President Donald Trump has announced a new round of tariffs, declaring a 30% levy on imports from the European Union and Mexico effective August 1. The move, outlined in letters posted on his social media account on Saturday, marks a major escalation in his broader trade strategy and revives one of the core themes of his 2024 campaign.
In his message to Mexico’s leadership, Mr. Trump acknowledged past cooperation in curbing illegal immigration and the flow of fentanyl into the United States but criticized Mexico for not doing enough. “Mexico has been helping me secure the border, BUT, what Mexico has done, is not enough,” he stated, accusing the country of allowing North America to become a ‘Narco-Trafficking Playground.’
In a separate letter to the European Union, the former president cited the U.S. trade deficit as a national security threat, blaming the EU’s ‘tariff, non-tariff policies, and trade barriers’ for the imbalance. “Our relationship has been, unfortunately, far from Reciprocal,” he wrote.

The newly announced tariffs are part of a broader wave of trade measures affecting 24 countries and the 27-member EU bloc. They mark a sharp departure from long-standing global trade rules, particularly those established under the Uruguay Round and the ‘most favored nation’ principle, which prohibits discrimination among trade partners.
Earlier in the week, EU chief trade negotiator Maroš Šefčovič had expressed optimism about a potential agreement that could prevent heightened tariffs. Speaking to lawmakers in Strasbourg on July 9, he said that further negotiations might yield a deal “even in the coming days.”

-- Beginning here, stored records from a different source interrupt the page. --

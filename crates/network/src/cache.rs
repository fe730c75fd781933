// crates/network/src/cache.rs
//! Bounded TTL cache for GET responses

use crate::transport::TransportResponse;
use serde::{Deserialize, Serialize};
use std::collections::{HashMap, VecDeque};
use std::sync::{Arc, Mutex, MutexGuard, PoisonError};
use std::time::{Duration, Instant};

/// Response cache configuration
#[derive(Debug, Clone, PartialEq, Eq)]
pub struct CacheConfig {
    /// Whether GET requests use the cache unless a request opts out
    pub enabled: bool,
    /// Maximum number of entries
    pub max_size: usize,
    /// TTL applied when a request does not specify one
    pub default_ttl: Duration,
}

impl Default for CacheConfig {
    fn default() -> Self {
        Self {
            enabled: true,
            max_size: 100,
            default_ttl: Duration::from_secs(5 * 60),
        }
    }
}

/// Cache statistics snapshot
#[derive(Debug, Clone, Copy, PartialEq, Serialize, Deserialize)]
pub struct CacheStats {
    pub size: usize,
    pub max_size: usize,
    pub hits: u64,
    pub misses: u64,
    /// Hits over all lookups, 0.0 before the first lookup
    pub hit_rate: f64,
    pub miss_rate: f64,
}

#[derive(Debug)]
struct CacheEntry<V> {
    data: V,
    created_at: Instant,
    ttl: Duration,
}

impl<V> CacheEntry<V> {
    fn is_expired(&self, now: Instant) -> bool {
        now.duration_since(self.created_at) >= self.ttl
    }
}

#[derive(Debug)]
struct CacheState<V> {
    entries: HashMap<String, CacheEntry<V>>,
    /// Keys in first-insertion order; overwrites keep their slot
    order: VecDeque<String>,
    hits: u64,
    misses: u64,
}

impl<V> CacheState<V> {
    fn remove(&mut self, key: &str) -> bool {
        if self.entries.remove(key).is_some() {
            self.order.retain(|k| k != key);
            true
        } else {
            false
        }
    }
}

/// Thread-safe, size-bounded TTL cache
///
/// Expired entries are purged lazily when read. When full, inserting a new
/// key evicts the oldest-inserted entry (not least-recently-used).
#[derive(Debug)]
pub struct ResponseCache<V = TransportResponse> {
    max_size: usize,
    default_ttl: Duration,
    state: Arc<Mutex<CacheState<V>>>,
}

impl<V> Clone for ResponseCache<V> {
    fn clone(&self) -> Self {
        Self {
            max_size: self.max_size,
            default_ttl: self.default_ttl,
            state: Arc::clone(&self.state),
        }
    }
}

impl<V: Clone> ResponseCache<V> {
    /// Creates an empty cache
    pub fn new(max_size: usize, default_ttl: Duration) -> Self {
        Self {
            max_size,
            default_ttl,
            state: Arc::new(Mutex::new(CacheState {
                entries: HashMap::new(),
                order: VecDeque::new(),
                hits: 0,
                misses: 0,
            })),
        }
    }

    /// Creates a cache from configuration
    pub fn from_config(config: &CacheConfig) -> Self {
        Self::new(config.max_size, config.default_ttl)
    }

    fn lock(&self) -> MutexGuard<'_, CacheState<V>> {
        self.state.lock().unwrap_or_else(PoisonError::into_inner)
    }

    /// Looks up a live entry, counting a hit or a miss
    pub fn get(&self, key: &str) -> Option<V> {
        let mut guard = self.lock();
        let state = &mut *guard;
        let now = Instant::now();

        let expired = match state.entries.get(key) {
            Some(entry) if !entry.is_expired(now) => {
                let data = entry.data.clone();
                state.hits += 1;
                return Some(data);
            }
            Some(_) => true,
            None => false,
        };

        if expired {
            state.remove(key);
            log::debug!("Cache entry expired: {}", key);
        }
        state.misses += 1;
        None
    }

    /// Inserts or overwrites an entry; `None` uses the default TTL
    pub fn set(&self, key: impl Into<String>, data: V, ttl: Option<Duration>) {
        if self.max_size == 0 {
            return;
        }

        let key = key.into();
        let entry = CacheEntry {
            data,
            created_at: Instant::now(),
            ttl: ttl.unwrap_or(self.default_ttl),
        };

        let mut state = self.lock();
        if let Some(existing) = state.entries.get_mut(&key) {
            *existing = entry;
            return;
        }

        while state.entries.len() >= self.max_size {
            match state.order.pop_front() {
                Some(oldest) => {
                    state.entries.remove(&oldest);
                    log::debug!("Cache full, evicted {}", oldest);
                }
                None => break,
            }
        }

        state.order.push_back(key.clone());
        state.entries.insert(key, entry);
    }

    /// Removes every entry whose key starts with `prefix`
    pub fn invalidate_prefix(&self, prefix: &str) -> usize {
        let mut state = self.lock();
        let doomed: Vec<String> = state
            .order
            .iter()
            .filter(|k| k.starts_with(prefix))
            .cloned()
            .collect();
        doomed.iter().filter(|k| state.remove(k)).count()
    }

    /// Removes all entries and resets statistics
    pub fn clear(&self) {
        let mut state = self.lock();
        state.entries.clear();
        state.order.clear();
        state.hits = 0;
        state.misses = 0;
    }

    /// Number of stored entries, including not-yet-purged expired ones
    pub fn len(&self) -> usize {
        self.lock().entries.len()
    }

    pub fn is_empty(&self) -> bool {
        self.len() == 0
    }

    pub fn default_ttl(&self) -> Duration {
        self.default_ttl
    }

    pub fn stats(&self) -> CacheStats {
        let state = self.lock();
        let lookups = state.hits + state.misses;
        let (hit_rate, miss_rate) = if lookups == 0 {
            (0.0, 0.0)
        } else {
            (
                state.hits as f64 / lookups as f64,
                state.misses as f64 / lookups as f64,
            )
        };

        CacheStats {
            size: state.entries.len(),
            max_size: self.max_size,
            hits: state.hits,
            misses: state.misses,
            hit_rate,
            miss_rate,
        }
    }
}
#[tokio::test]
async fn test_cancel_token_aborts_slow_call() {
    let transport = Arc::new(
        MockTransport::ok_json(json!({})).with_latency(Duration::from_secs(5)),
    );
    let client = client(&transport);
    let cancel = CancellationToken::new();

    let trip = cancel.clone();
    tokio::spawn(async move {
        tokio::time::sleep(Duration::from_millis(20)).await;
        trip.cancel();
    });

    let started = Instant::now();
    let error = client
        .get("/slow", None, RequestOptions::new().cancel_token(cancel))
        .await
        .expect_err("cancelled");

    assert!(error.is_cancelled());
    assert!(!error.is_retryable());
    assert!(started.elapsed() < Duration::from_secs(2));
    assert_eq!(client.get_cache_stats().size, 0);
}

#[tokio::test]
async fn test_success_false_envelope_is_server_error() {
    let transport = Arc::new(MockTransport::ok_json(
        json!({"success": false, "message": "quota exceeded"}),
    ));
    let client = client(&transport);

    let error = client
        .post("/jobs", Some(json!({"n": 1})), RequestOptions::new())
        .await
        .expect_err("envelope");

    assert_eq!(error.kind, ErrorKind::Server);
    assert_eq!(error.message, "quota exceeded");
    assert!(!error.is_retryable());
    assert_eq!(transport.call_count(), 1);
}

// ---------------------------------------------------------------------------
// Uploads
// ---------------------------------------------------------------------------

/// In-memory upload server keyed by file hash
#[derive(Default)]
struct FakeServer {
    stored: Mutex<HashMap<String, BTreeSet<usize>>>,
    reject_chunk: Mutex<Option<usize>>,
    check_status: Mutex<u16>,
    merge_status: Mutex<u16>,
}

impl FakeServer {
    fn new() -> Arc<Self> {
        Arc::new(Self {
            check_status: Mutex::new(200),
            merge_status: Mutex::new(200),
            ..Self::default()
        })
    }

    fn preload(&self, hash: &str, chunks: &[usize]) {
        self.stored
            .lock()
            .expect("lock")
            .insert(hash.to_string(), chunks.iter().copied().collect());
    }

    fn handle(&self, request: &TransportRequest) -> MockReply {
        if request.url.ends_with("/upload/check") {
            let status = *self.check_status.lock().expect("lock");
            if status != 200 {
                return MockReply::Response(TransportResponse::new(status, ""));
            }
            let hash = match &request.body {
                RequestBody::Json(body) => body["taskFingerprint"]
                    .as_str()
                    .unwrap_or_default()
                    .to_string(),
                _ => String::new(),
            };
            let chunks: Vec<usize> = self
                .stored
                .lock()
                .expect("lock")
                .get(&hash)
                .map(|set| set.iter().copied().collect())
                .unwrap_or_default();
            return MockReply::Response(TransportResponse::json(
                200,
                &json!({"code": 0, "data": {"uploadedChunks": chunks}}),
            ));
        }

        if request.url.ends_with("/upload/chunk") {
            let index: usize = form_field(request, "chunkIndex")
                .and_then(|v| v.parse().ok())
                .unwrap_or(usize::MAX);
            if *self.reject_chunk.lock().expect("lock") == Some(index) {
                return MockReply::Response(TransportResponse::json(
                    400,
                    &json!({"message": "corrupt chunk"}),
                ));
            }
            let hash = form_field(request, "fileHash").unwrap_or_default();
            self.stored.lock().expect("lock").entry(hash).or_default().insert(index);
            return MockReply::Response(TransportResponse::json(200, &json!({"success": true})));
        }

        let status = *self.merge_status.lock().expect("lock");
        MockReply::Response(TransportResponse::new(status, ""))
    }
}

fn upload_manager(
    server: &Arc<FakeServer>,
    latency: Duration,
) -> (UploadManager, Arc<MockTransport>) {
    let handler = Arc::clone(server);
    let transport = Arc::new(
        MockTransport::new(move |request| handler.handle(request)).with_latency(latency),
    );
    let client = HttpClient::with_transport(
        ClientConfig {
            base_url: Some("https://files.test".to_string()),
            retry_policy: RetryPolicy::new(1).with_retry_delay(Duration::from_millis(5)),
            ..ClientConfig::default()
        },
        transport.clone(),
    );
    (UploadManager::new(client, UploadConfig::default()), transport)
}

The EU remains one of the largest trading partners of the United States, exporting over $553 billion worth of goods to the U.S. in 2022, according to the Office of the U.S. Trade Representative.

Trump had previously proposed a 20% tariff on EU goods in April and raised the threat to 50% due to what he described as slow negotiations. While those proposed increases were temporarily suspended pending ongoing talks, existing tariffs of 10% on most goods, 25% on autos, and 50% on steel and aluminium remain in effect.
Douglas Holtz-Eakin, former director of the Congressional Budget Office and president of the American Action Forum, criticized the latest tariff announcements as an attempt to attract political attention rather than foster serious trade discussions.
“In the end, these are letters to other countries about taxes he’s going to levy on his citizens,” Holtz-Eakin said, warning that affected nations are increasingly discussing how to shield themselves from U.S. trade policy while bypassing Washington altogether.